DJV Berlin strebt gemeinsame Akkreditierungsempfehlungen mit Messe Berlin und der Berlinale an

Die "Rolling Stones" kommen auch ohne Presseausweis auf die Berlinale. Wer nicht singen, sondern von dort berichten will, dem hilft ein Ausweis vom DJV Berlin. Foto: "Rolling Stones Berlinale Filmfestspiele 2008 Berlin", Mario Escherle (Lizenz: CC BY-SA 2.0)

20. Dezember 2014 I Markus L. Blömeke

Frauke Greiner, Sprecherin der Berlinale und Michael Hofer, Sprecher der Messe Berlin, sind kürzlich zu einem Gespräch in die Geschäftsstelle des DJV Berlin gekommen, um dort gemeinsam mit dem Vorstandsvorsitzenden Bernd Lammel und Geschäftsführer André Gählert Lösungen zu Problemen bei der Akkreditierung von Journalisten zu finden.

Schnell wurden sich die Gesprächsteilnehmer darüber einig, dass Pseudo-Journalisten den Veranstaltern derzeit massiv das Leben schwer machen. Als Beispiele wurden bei ebay gekaufte Presseausweise und gefälschte Redaktionsschreiben genannt: Zunehmend versuchen branchenfremde Personen, die lediglich vorgeben, Journalisten zu sein, sich Veranstaltungszugänge zu erschleichen.

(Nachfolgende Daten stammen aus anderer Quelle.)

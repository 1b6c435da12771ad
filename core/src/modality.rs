//! Per-modality generation modules.
//!
//! None of the modalities has a generation backend yet. Each module accepts
//! the full parameter set it will eventually need and reports
//! [`GenerationError::UnimplementedCapability`] without inspecting it.

use miniturbo_types::{
    Artifact, AudioClip, GenerationError, GenerationResult, ImageOptions, Modality, Prompt,
    VideoOptions,
};

fn report_unimplemented<T>(modality: Modality, prompt: &Prompt) -> GenerationResult<T> {
    tracing::debug!(
        modality = modality.as_str(),
        prompt_len = prompt.len(),
        "Generation requested for unimplemented capability"
    );
    Err(GenerationError::unimplemented(modality))
}

/// 1D audio generation.
#[derive(Debug, Clone, Copy, Default, PartialEq, Eq)]
pub struct Audio1DModule;

impl Audio1DModule {
    #[must_use]
    pub const fn modality(&self) -> Modality {
        Modality::Audio
    }

    pub fn generate(&self, prompt: &Prompt) -> GenerationResult<AudioClip> {
        report_unimplemented(self.modality(), prompt)
    }
}

/// 2D image generation.
#[derive(Debug, Clone, Copy, Default, PartialEq, Eq)]
pub struct Image2DModule;

impl Image2DModule {
    #[must_use]
    pub const fn modality(&self) -> Modality {
        Modality::Image
    }

    pub fn generate(&self, prompt: &Prompt, _options: ImageOptions) -> GenerationResult<Artifact> {
        report_unimplemented(self.modality(), prompt)
    }
}

/// 3D volumetric scene generation.
#[derive(Debug, Clone, Copy, Default, PartialEq, Eq)]
pub struct Volume3DModule;

impl Volume3DModule {
    #[must_use]
    pub const fn modality(&self) -> Modality {
        Modality::Volume
    }

    pub fn generate(&self, prompt: &Prompt) -> GenerationResult<Artifact> {
        report_unimplemented(self.modality(), prompt)
    }
}

/// 4D (space + time) video generation.
#[derive(Debug, Clone, Copy, Default, PartialEq, Eq)]
pub struct Video4DModule;

impl Video4DModule {
    #[must_use]
    pub const fn modality(&self) -> Modality {
        Modality::Video
    }

    pub fn generate(&self, prompt: &Prompt, _options: VideoOptions) -> GenerationResult<Artifact> {
        report_unimplemented(self.modality(), prompt)
    }
}
//! Session context and hooks for the UI.
//!
//! Views never touch browser storage directly: they receive a [`Session`]
//! object exposing read/write/clear over wherever the token actually lives,
//! which keeps every view testable against an in-memory store.

use std::rc::Rc;

use api::{ApiConfig, HttpApi};
use dioxus::prelude::*;
use store::SessionStore;

#[cfg(all(target_arch = "wasm32", feature = "web"))]
use store::BrowserSession;
#[cfg(not(all(target_arch = "wasm32", feature = "web")))]
use store::MemorySession;

/// Session context object handed to the views.
#[derive(Clone)]
pub struct Session {
    store: Rc<dyn SessionStore>,
}

impl Session {
    /// Wraps a concrete store. Views normally obtain this via [`use_session`].
    pub fn new(store: impl SessionStore + 'static) -> Self {
        Self {
            store: Rc::new(store),
        }
    }

    /// Platform default: browser localStorage on the web, an in-memory
    /// store elsewhere.
    pub fn platform_default() -> Self {
        #[cfg(all(target_arch = "wasm32", feature = "web"))]
        {
            Self::new(BrowserSession::new())
        }
        #[cfg(not(all(target_arch = "wasm32", feature = "web")))]
        {
            Self::new(MemorySession::new())
        }
    }

    pub fn is_authenticated(&self) -> bool {
        self.store.token().is_some()
    }
}

impl SessionStore for Session {
    fn token(&self) -> Option<String> {
        self.store.token()
    }

    fn set_token(&self, token: &str) {
        self.store.set_token(token)
    }

    fn clear_token(&self) {
        self.store.clear_token()
    }
}

/// Get the session context provided by [`SessionProvider`].
pub fn use_session() -> Session {
    use_context::<Session>()
}

/// Get the shared API client.
pub fn use_api() -> HttpApi {
    use_context::<HttpApi>()
}

/// Provider component that owns the session store and the API client.
/// Wrap the app with this component to enable [`use_session`] and
/// [`use_api`] in the views below it.
#[component]
pub fn SessionProvider(children: Element) -> Element {
    use_context_provider(|| {
        let session = Session::platform_default();
        if session.is_authenticated() {
            tracing::debug!("restored existing session");
        }
        session
    });
    use_context_provider(|| HttpApi::new(ApiConfig::load()));

    rsx! {
        {children}
    }
}
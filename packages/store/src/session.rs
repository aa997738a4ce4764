/// Well-known storage key under which the session token lives.
pub const TOKEN_KEY: &str = "studyport_token";

/// Interface to wherever the session token is persisted.
///
/// Object-safe so a view can hold `Rc<dyn SessionStore>` without caring
/// which backend it got.
pub trait SessionStore {
    /// Returns the stored token, if any. An empty string counts as absent.
    fn token(&self) -> Option<String>;

    /// Persists a freshly issued token.
    fn set_token(&self, token: &str);

    /// Removes the token, ending the session locally.
    fn clear_token(&self);
}
/// Deletes the account. Success clears the session regardless of what the
/// response body contained; failure leaves the token intact.
pub async fn delete_account<A, S>(
    api: &A,
    session: &S,
    cancel: &CancelFlag,
) -> Option<DeleteOutcome>
where
    A: StudentApi,
    S: SessionStore,
{
    let Some(token) = session.token() else {
        return Some(DeleteOutcome::Denied {
            message: NOT_SIGNED_IN.to_string(),
        });
    };

    let result = api.delete_account(&token).await;
    if cancel.is_cancelled() {
        return None;
    }

    Some(match result {
        Ok(()) => {
            session.clear_token();
            DeleteOutcome::Deleted
        }
        Err(err) if err.is_auth_failure() => {
            session.clear_token();
            DeleteOutcome::Denied {
                message: err.to_string(),
            }
        }
        Err(err) => {
            tracing::error!("account deletion failed: {err}");
            DeleteOutcome::Failed {
                message: err.to_string(),
            }
        }
    })
}

/// Local-only: clears the token and sends the user to the login page. No
/// network call.
pub fn logout<S: SessionStore>(session: &S) -> Redirect {
    session.clear_token();
    Redirect::Login
}

/// Exchanges credentials for a token and stores it.
pub async fn sign_in<A, S>(
    api: &A,
    session: &S,
    email: &str,
    password: &str,
    cancel: &CancelFlag,
) -> Option<AuthOutcome>
where
    A: StudentApi,
    S: SessionStore,
{
    let email = email.trim();
    if email.is_empty() {
        return Some(AuthOutcome::Invalid {
            message: "Please enter your email".to_string(),
        });
    }
    if password.is_empty() {
        return Some(AuthOutcome::Invalid {
            message: "Please enter your password".to_string(),
        });
    }

    let result = api.login(email, password).await;
    if cancel.is_cancelled() {
        return None;
    }

    Some(match result {
        Ok(response) => {
            session.set_token(&response.token);
            AuthOutcome::SignedIn
        }
        Err(ApiError::Unauthorized) => AuthOutcome::Invalid {
            message: "Invalid email or password".to_string(),
        },
        Err(err) => AuthOutcome::Failed {
            message: err.to_string(),
        },
    })
}

/// Registers a new account and stores the issued token.
pub async fn sign_up<A, S>(
    api: &A,
    session: &S,
    request: &RegisterRequest,
    confirm_password: &str,
    cancel: &CancelFlag,
) -> Option<AuthOutcome>
where
    A: StudentApi,
    S: SessionStore,
{
    let name = request.name.trim().to_string();
    let email = request.email.trim().to_lowercase();

    if name.is_empty() {
        return Some(AuthOutcome::Invalid {
            message: "Name is required".to_string(),
        });
    }
    if email.is_empty() || !email.contains('@') {
        return Some(AuthOutcome::Invalid {
            message: "Please enter a valid email".to_string(),
        });
    }
    if request.password.len() < 8 {
        return Some(AuthOutcome::Invalid {
            message: "Password must be at least 8 characters".to_string(),
        });
    }
    if request.password != confirm_password {
        return Some(AuthOutcome::Invalid {
            message: "Passwords do not match".to_string(),
        });
    }

    let request = RegisterRequest {
        name,
        email,
        password: request.password.clone(),
    };

    let result = api.register(&request).await;
    if cancel.is_cancelled() {
        return None;
    }

    Some(match result {
        Ok(response) => {
            session.set_token(&response.token);
            AuthOutcome::SignedIn
        }
        Err(err) => AuthOutcome::Failed {
            message: err.to_string(),
        },
    })
}
//! Browser-backed SessionStore over `window.localStorage`.

use crate::session::{SessionStore, TOKEN_KEY};

/// Persists the token in the browser's local storage, so the session
/// survives page reloads. Written by the login flow, cleared on logout.
#[derive(Clone, Copy, Debug, Default)]
pub struct BrowserSession;

impl BrowserSession {
    pub fn new() -> Self {
        Self
    }

    fn storage() -> Option<web_sys::Storage> {
        web_sys::window()?.local_storage().ok().flatten()
    }
}

impl SessionStore for BrowserSession {
    fn token(&self) -> Option<String> {
        let storage = Self::storage()?;
        storage
            .get_item(TOKEN_KEY)
            .ok()
            .flatten()
            .filter(|t| !t.is_empty())
    }

    fn set_token(&self, token: &str) {
        match Self::storage() {
            Some(storage) => {
                if storage.set_item(TOKEN_KEY, token).is_err() {
                    tracing::warn!("failed to persist session token");
                }
            }
            None => tracing::warn!("localStorage unavailable, session will not persist"),
        }
    }

    fn clear_token(&self) {
        if let Some(storage) = Self::storage() {
            let _ = storage.remove_item(TOKEN_KEY);
        }
    }
}
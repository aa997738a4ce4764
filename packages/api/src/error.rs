use thiserror::Error;

/// Maximum number of error-body characters surfaced to the UI.
const MAX_ERROR_CHARS: usize = 200;

/// Errors produced by the portal API client. `Clone` so a failure can live
/// inside a view signal.
#[derive(Clone, Debug, Error, PartialEq)]
pub enum ApiError {
    /// Missing, invalid, or expired credentials (HTTP 401/403).
    #[error("Your session has expired. Please sign in again.")]
    Unauthorized,
    #[error("Unable to reach the server: {0}")]
    Network(String),
    #[error("Request failed ({status}): {message}")]
    Http { status: u16, message: String },
    #[error("Failed to decode response: {0}")]
    Decode(String),
}

impl ApiError {
    /// Whether this failure invalidates the stored session.
    pub fn is_auth_failure(&self) -> bool {
        matches!(self, ApiError::Unauthorized)
    }
}

/// Trims and bounds an HTTP error body for user-facing messages.
pub(crate) fn sanitize_body(body: &str) -> String {
    let trimmed = body.trim();
    if trimmed.is_empty() {
        "Request failed.".to_string()
    } else {
        trimmed.chars().take(MAX_ERROR_CHARS).collect()
    }
}
//! This crate contains all shared UI for the StudyPort workspace.

use dioxus::prelude::*;

pub mod components;

// Re-export icon library
pub use dioxus_free_icons::Icon;
pub mod icons {
    pub use dioxus_free_icons::icons::fa_solid_icons::*;
}

mod session;
pub use session::{use_api, use_session, Session, SessionProvider};

pub mod views;

pub const STUDYPORT_CSS: Asset = asset!("/assets/studyport.css");
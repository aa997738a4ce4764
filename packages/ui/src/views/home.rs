//! Authenticated landing page.

use api::flow::Redirect;
use dioxus::prelude::*;

use crate::components::{Button, ButtonVariant};
use crate::icons::FaUser;
use crate::{use_session, Icon};

#[component]
pub fn HomeView(on_redirect: EventHandler<Redirect>) -> Element {
    let session = use_session();

    if !session.is_authenticated() {
        on_redirect.call(Redirect::Login);
    }

    rsx! {
        document::Link { rel: "stylesheet", href: crate::STUDYPORT_CSS }
        div {
            class: "page",

            div {
                class: "card",

                div {
                    class: "card-header",
                    h2 { "StudyPort" }
                }

                div {
                    class: "card-body",
                    p { "Welcome back." }
                    div {
                        class: "actions",
                        Button {
                            variant: ButtonVariant::Primary,
                            onclick: move |_| on_redirect.call(Redirect::Profile),
                            Icon { icon: FaUser, width: 14, height: 14 }
                            "Open profile"
                        }
                    }
                }
            }
        }
    }
}
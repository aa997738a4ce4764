use dioxus::prelude::*;
use views::{Home, Login, Profile, Register};

mod views;

#[derive(Debug, Clone, Routable, PartialEq)]
#[rustfmt::skip]
enum Route {
    #[route("/")]
    Root {},
    #[route("/home")]
    Home {},
    #[route("/login")]
    Login {},
    #[route("/register")]
    Register {},
    #[route("/profile")]
    Profile {},
}

fn main() {
    dioxus::launch(App);
}

#[component]
fn App() -> Element {
    rsx! {
        document::Link { rel: "stylesheet", href: ui::STUDYPORT_CSS }
        ui::SessionProvider {
            Router::<Route> {}
        }
    }
}

#[component]
fn Root() -> Element {
    let session = ui::use_session();
    let nav = use_navigator();

    // Redirect based on session state
    if session.is_authenticated() {
        nav.replace(Route::Home {});
    } else {
        nav.replace(Route::Login {});
    }

    rsx! {}
}
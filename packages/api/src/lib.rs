//! # API crate — REST client for the StudyPort backend
//!
//! Everything the frontends need to talk to the portal API and keep the
//! displayed profile consistent with the server and with the stored session
//! token.
//!
//! ## Modules
//!
//! | Module | Purpose |
//! |--------|---------|
//! | [`models`] | Wire types: [`Profile`], [`ProfileDraft`], auth request/response bodies |
//! | [`error`] | [`ApiError`] taxonomy: auth failures vs everything else |
//! | [`config`] | [`ApiConfig`] — base URL with build-time override |
//! | [`client`] | [`StudentApi`] trait and its `reqwest`-backed [`HttpApi`] |
//! | [`flow`] | Session guard + profile sync: page state, outcomes, cancellation |
//!
//! The [`client::StudentApi`] trait exists so the flow functions can be
//! exercised against a recording double; views always use [`HttpApi`].

pub mod client;
pub mod config;
pub mod error;
pub mod flow;
pub mod models;

pub use client::{HttpApi, StudentApi};
pub use config::ApiConfig;
pub use error::ApiError;
pub use flow::{CancelFlag, PageState, Redirect, ViewMode};
pub use models::{Profile, ProfileDraft, RegisterRequest, TokenResponse};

Zutage tritt dieses Problem wegen der begrenzten Kapazitäten der Veranstalter: Die Zahl der Akkreditierungswünsche überschreitet die Zahl der verfügbaren Plätze häufig bei weitem. Berlinale und Messe werden von landeseigenen Gesellschaften ausgerichtet. Die klammen Berliner Kassen werden also zusätzlich belastet, wenn Branchenfremde den kostenfreien Eintritt bei der Messe oder das Pressezentrum der Berlinale in Anspruch nehmen. Zudem verringert sich dadurch bei Kolleginnen und Kollegen, die tatsächlich berichten wollen, die Chance auf einen Zugang.